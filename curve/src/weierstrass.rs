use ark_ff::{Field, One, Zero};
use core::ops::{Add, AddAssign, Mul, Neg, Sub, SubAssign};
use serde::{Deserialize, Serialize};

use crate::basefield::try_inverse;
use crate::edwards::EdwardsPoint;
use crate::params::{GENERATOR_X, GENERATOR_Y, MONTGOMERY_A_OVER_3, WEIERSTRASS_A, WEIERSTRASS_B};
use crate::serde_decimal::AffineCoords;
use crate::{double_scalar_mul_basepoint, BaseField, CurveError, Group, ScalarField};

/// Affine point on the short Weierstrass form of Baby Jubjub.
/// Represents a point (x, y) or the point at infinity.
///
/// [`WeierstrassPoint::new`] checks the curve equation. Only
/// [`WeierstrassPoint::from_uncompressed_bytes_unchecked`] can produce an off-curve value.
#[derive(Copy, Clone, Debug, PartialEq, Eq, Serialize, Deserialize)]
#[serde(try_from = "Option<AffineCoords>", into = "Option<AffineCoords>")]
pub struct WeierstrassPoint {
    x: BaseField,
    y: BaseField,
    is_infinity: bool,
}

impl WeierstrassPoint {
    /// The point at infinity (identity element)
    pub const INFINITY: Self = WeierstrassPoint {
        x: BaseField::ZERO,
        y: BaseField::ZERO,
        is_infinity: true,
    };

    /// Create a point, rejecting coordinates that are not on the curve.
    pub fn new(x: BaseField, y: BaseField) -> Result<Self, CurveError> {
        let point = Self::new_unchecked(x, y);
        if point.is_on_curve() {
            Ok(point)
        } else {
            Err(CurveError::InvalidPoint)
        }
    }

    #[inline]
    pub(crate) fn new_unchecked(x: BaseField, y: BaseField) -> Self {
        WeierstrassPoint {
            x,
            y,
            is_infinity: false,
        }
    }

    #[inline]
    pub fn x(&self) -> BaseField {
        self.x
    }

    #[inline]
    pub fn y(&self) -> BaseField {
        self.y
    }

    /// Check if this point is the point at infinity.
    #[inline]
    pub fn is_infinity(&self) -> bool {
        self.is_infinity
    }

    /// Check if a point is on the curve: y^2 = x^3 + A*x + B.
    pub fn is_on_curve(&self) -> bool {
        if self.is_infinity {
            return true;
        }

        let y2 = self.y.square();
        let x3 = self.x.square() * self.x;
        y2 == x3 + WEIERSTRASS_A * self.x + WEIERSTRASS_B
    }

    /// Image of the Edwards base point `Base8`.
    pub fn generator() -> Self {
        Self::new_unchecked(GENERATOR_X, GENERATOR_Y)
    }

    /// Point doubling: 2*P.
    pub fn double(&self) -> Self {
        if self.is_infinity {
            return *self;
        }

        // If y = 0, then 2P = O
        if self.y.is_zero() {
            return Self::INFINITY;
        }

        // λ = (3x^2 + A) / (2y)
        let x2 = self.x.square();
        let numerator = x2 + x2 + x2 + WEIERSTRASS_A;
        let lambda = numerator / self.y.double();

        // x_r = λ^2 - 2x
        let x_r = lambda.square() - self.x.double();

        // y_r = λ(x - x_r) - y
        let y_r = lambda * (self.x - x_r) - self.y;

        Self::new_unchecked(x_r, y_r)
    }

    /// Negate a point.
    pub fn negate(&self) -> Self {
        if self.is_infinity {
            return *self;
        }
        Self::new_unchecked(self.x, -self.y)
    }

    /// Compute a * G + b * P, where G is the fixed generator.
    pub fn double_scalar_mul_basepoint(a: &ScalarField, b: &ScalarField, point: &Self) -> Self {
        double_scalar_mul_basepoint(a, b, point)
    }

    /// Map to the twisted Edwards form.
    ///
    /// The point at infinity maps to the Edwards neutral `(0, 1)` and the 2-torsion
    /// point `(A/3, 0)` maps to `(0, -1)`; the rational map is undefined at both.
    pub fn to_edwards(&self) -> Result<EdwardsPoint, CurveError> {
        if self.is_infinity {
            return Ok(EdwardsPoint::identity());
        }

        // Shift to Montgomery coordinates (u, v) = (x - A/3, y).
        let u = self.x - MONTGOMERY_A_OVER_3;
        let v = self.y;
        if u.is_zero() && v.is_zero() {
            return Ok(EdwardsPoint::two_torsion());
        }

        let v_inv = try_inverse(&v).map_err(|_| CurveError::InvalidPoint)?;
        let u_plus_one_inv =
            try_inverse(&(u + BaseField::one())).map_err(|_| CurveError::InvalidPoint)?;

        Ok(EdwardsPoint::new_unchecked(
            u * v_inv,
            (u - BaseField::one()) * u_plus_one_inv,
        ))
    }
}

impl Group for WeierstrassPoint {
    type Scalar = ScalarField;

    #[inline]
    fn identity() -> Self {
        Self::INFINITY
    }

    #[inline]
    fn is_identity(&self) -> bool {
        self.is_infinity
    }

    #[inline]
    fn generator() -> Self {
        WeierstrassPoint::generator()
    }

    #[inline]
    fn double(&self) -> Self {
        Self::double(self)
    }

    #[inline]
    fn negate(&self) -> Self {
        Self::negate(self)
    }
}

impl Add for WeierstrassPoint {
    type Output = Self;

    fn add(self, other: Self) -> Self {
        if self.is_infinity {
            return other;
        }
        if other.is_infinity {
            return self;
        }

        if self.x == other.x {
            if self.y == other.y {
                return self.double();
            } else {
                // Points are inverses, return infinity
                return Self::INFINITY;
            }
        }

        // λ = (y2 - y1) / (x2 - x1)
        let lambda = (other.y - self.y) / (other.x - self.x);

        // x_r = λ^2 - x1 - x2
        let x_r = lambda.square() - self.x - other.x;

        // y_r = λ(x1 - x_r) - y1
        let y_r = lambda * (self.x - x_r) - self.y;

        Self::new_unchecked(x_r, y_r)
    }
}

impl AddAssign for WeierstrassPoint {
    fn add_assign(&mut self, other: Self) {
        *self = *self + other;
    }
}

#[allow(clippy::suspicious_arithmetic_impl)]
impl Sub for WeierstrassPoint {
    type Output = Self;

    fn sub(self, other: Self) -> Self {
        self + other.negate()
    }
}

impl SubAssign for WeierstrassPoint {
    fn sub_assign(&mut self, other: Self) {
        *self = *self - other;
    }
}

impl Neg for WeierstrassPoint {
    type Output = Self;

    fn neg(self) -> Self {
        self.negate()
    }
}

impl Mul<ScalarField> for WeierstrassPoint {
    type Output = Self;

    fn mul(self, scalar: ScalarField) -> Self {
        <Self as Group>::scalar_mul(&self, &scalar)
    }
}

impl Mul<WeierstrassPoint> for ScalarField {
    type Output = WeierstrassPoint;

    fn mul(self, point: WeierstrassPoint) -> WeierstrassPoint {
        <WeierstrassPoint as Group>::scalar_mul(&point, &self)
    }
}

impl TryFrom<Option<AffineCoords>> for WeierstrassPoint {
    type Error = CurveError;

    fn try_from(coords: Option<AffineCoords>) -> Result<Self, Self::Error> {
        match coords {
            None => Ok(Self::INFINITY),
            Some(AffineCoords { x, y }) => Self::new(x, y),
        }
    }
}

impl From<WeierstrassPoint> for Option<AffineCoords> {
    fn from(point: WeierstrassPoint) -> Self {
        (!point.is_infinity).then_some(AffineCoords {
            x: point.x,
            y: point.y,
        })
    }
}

(Exercise) Take the material above and reproduce it word for word.

(Output for this exercise)
filename curve/src/weierstrass.rs
use ark_ff::{Field, One, Zero};
use core::ops::{Add, AddAssign, Mul, Neg, Sub, SubAssign};
use serde::{Deserialize, Serialize};

use crate::basefield::try_inverse;
use crate::edwards::EdwardsPoint;
use crate::params::{GENERATOR_X, GENERATOR_Y, MONTGOMERY_A_OVER_3, WEIERSTRASS_A, WEIERSTRASS_B};
use crate::serde_decimal::AffineCoords;
use crate::{double_scalar_mul_basepoint, BaseField, CurveError, Group, ScalarField};

/// Affine point on the short Weierstrass form of Baby Jubjub.
/// Represents a point (x, y) or the point at infinity.
///
/// [`WeierstrassPoint::new`] checks the curve equation. Only
/// [`WeierstrassPoint::from_uncompressed_bytes_unchecked`] can produce an off-curve value.
#[derive(Copy, Clone, Debug, PartialEq, Eq, Serialize, Deserialize)]
#[serde(try_from = "Option<AffineCoords>", into = "Option<AffineCoords>")]
pub struct WeierstrassPoint {
    x: BaseField,
    y: BaseField,
    is_infinity: bool,
}

impl WeierstrassPoint {
    /// The point at infinity (identity element)
    pub const INFINITY: Self = WeierstrassPoint {
        x: BaseField::ZERO,
        y: BaseField::ZERO,
        is_infinity: true,
    };

    /// Create a point, rejecting coordinates that are not on the curve.
    pub fn new(x: BaseField, y: BaseField) -> Result<Self, CurveError> {
        let point = Self::new_unchecked(x, y);
        if point.is_on_curve() {
            Ok(point)
        } else {
            Err(CurveError::InvalidPoint)
        }
    }

    #[inline]
    pub(crate) fn new_unchecked(x: BaseField, y: BaseField) -> Self {
        WeierstrassPoint {
            x,
            y,
            is_infinity: false,
        }
    }

    #[inline]
    pub fn x(&self) -> BaseField {
        self.x
    }

    #[inline]
    pub fn y(&self) -> BaseField {
        self.y
    }

    /// Check if this point is the point at infinity.
    #[inline]
    pub fn is_infinity(&self) -> bool {
        self.is_infinity
    }

    /// Check if a point is on the curve: y^2 = x^3 + A*x + B.
    pub fn is_on_curve(&self) -> bool {
        if self.is_infinity {
            return true;
        }

        let y2 = self.y.square();
        let x3 = self.x.square() * self.x;
        y2 == x3 + WEIERSTRASS_A * self.x + WEIERSTRASS_B
    }

    /// Image of the Edwards base point `Base8`.
    pub fn generator() -> Self {
        Self::new_unchecked(GENERATOR_X, GENERATOR_Y)
    }

    /// Point doubling: 2*P.
    pub fn double(&self) -> Self {
        if self.is_infinity {
            return *self;
        }

        // If y = 0, then 2P = O
        if self.y.is_zero() {
            return Self::INFINITY;
        }

        // λ = (3x^2 + A) / (2y)
        let x2 = self.x.square();
        let numerator = x2 + x2 + x2 + WEIERSTRASS_A;
        let lambda = numerator / self.y.double();

        // x_r = λ^2 - 2x
        let x_r = lambda.square() - self.x.double();

        // y_r = λ(x - x_r) - y
        let y_r = lambda * (self.x - x_r) - self.y;

        Self::new_unchecked(x_r, y_r)
    }

    /// Negate a point.
    pub fn negate(&self) -> Self {
        if self.is_infinity {
            return *self;
        }
        Self::new_unchecked(self.x, -self.y)
    }

    /// Compute a * G + b * P, where G is the fixed generator.
    pub fn double_scalar_mul_basepoint(a: &ScalarField, b: &ScalarField, point: &Self) -> Self {
        double_scalar_mul_basepoint(a, b, point)
    }

    /// Map to the twisted Edwards form.
    ///
    /// The point at infinity maps to the Edwards neutral `(0, 1)` and the 2-torsion
    /// point `(A/3, 0)` maps to `(0, -1)`; the rational map is undefined at both.
    pub fn to_edwards(&self) -> Result<EdwardsPoint, CurveError> {
        if self.is_infinity {
            return Ok(EdwardsPoint::identity());
        }

        // Shift to Montgomery coordinates (u, v) = (x - A/3, y).
        let u = self.x - MONTGOMERY_A_OVER_3;
        let v = self.y;
        if u.is_zero() && v.is_zero() {
            return Ok(EdwardsPoint::two_torsion());
        }

        let v_inv = try_inverse(&v).map_err(|_| CurveError::InvalidPoint)?;
        let u_plus_one_inv =
            try_inverse(&(u + BaseField::one())).map_err(|_| CurveError::InvalidPoint)?;

        Ok(EdwardsPoint::new_unchecked(
            u * v_inv,
            (u - BaseField::one()) * u_plus_one_inv,
        ))
    }
}

impl Group for WeierstrassPoint {
    type Scalar = ScalarField;

    #[inline]
    fn identity() -> Self {
        Self::INFINITY
    }

    #[inline]
    fn is_identity(&self) -> bool {
        self.is_infinity
    }

    #[inline]
    fn generator() -> Self {
        WeierstrassPoint::generator()
    }

    #[inline]
    fn double(&self) -> Self {
        Self::double(self)
    }

    #[inline]
    fn negate(&self) -> Self {
        Self::negate(self)
    }
}

impl Add for WeierstrassPoint {
    type Output = Self;

    fn add(self, other: Self) -> Self {
        if self.is_infinity {
            return other;
        }
        if other.is_infinity {
            return self;
        }

        if self.x == other.x {
            if self.y == other.y {
                return self.double();
            } else {
                // Points are inverses, return infinity
                return Self::INFINITY;
            }
        }

        // λ = (y2 - y1) / (x2 - x1)
        let lambda = (other.y - self.y) / (other.x - self.x);

        // x_r = λ^2 - x1 - x2
        let x_r = lambda.square() - self.x - other.x;

        // y_r = λ(x1 - x_r) - y1
        let y_r = lambda * (self.x - x_r) - self.y;

        Self::new_unchecked(x_r, y_r)
    }
}

impl AddAssign for WeierstrassPoint {
    fn add_assign(&mut self, other: Self) {
        *self = *self + other;
    }
}

#[allow(clippy::suspicious_arithmetic_impl)]
impl Sub for WeierstrassPoint {
    type Output = Self;

    fn sub(self, other: Self) -> Self {
        self + other.negate()
    }
}

impl SubAssign for WeierstrassPoint {
    fn sub_assign(&mut self, other: Self) {
        *self = *self - other;
    }
}

impl Neg for WeierstrassPoint {
    type Output = Self;

    fn neg(self) -> Self {
        self.negate()
    }
}

impl Mul<ScalarField> for WeierstrassPoint {
    type Output = Self;

    fn mul(self, scalar: ScalarField) -> Self {
        <Self as Group>::scalar_mul(&self, &scalar)
    }
}

impl Mul<WeierstrassPoint> for ScalarField {
    type Output = WeierstrassPoint;

    fn mul(self, point: WeierstrassPoint) -> WeierstrassPoint {
        <WeierstrassPoint as Group>::scalar_mul(&point, &self)
    }
}

impl TryFrom<Option<AffineCoords>> for WeierstrassPoint {
    type Error = CurveError;

    fn try_from(coords: Option<AffineCoords>) -> Result<Self, Self::Error> {
        match coords {
            None => Ok(Self::INFINITY),
            Some(AffineCoords { x, y }) => Self::new(x, y),
        }
    }
}

impl From<WeierstrassPoint> for Option<AffineCoords> {
    fn from(point: WeierstrassPoint) -> Self {
        (!point.is_infinity).then_some(AffineCoords {
            x: point.x,
            y: point.y,
        })
    }
}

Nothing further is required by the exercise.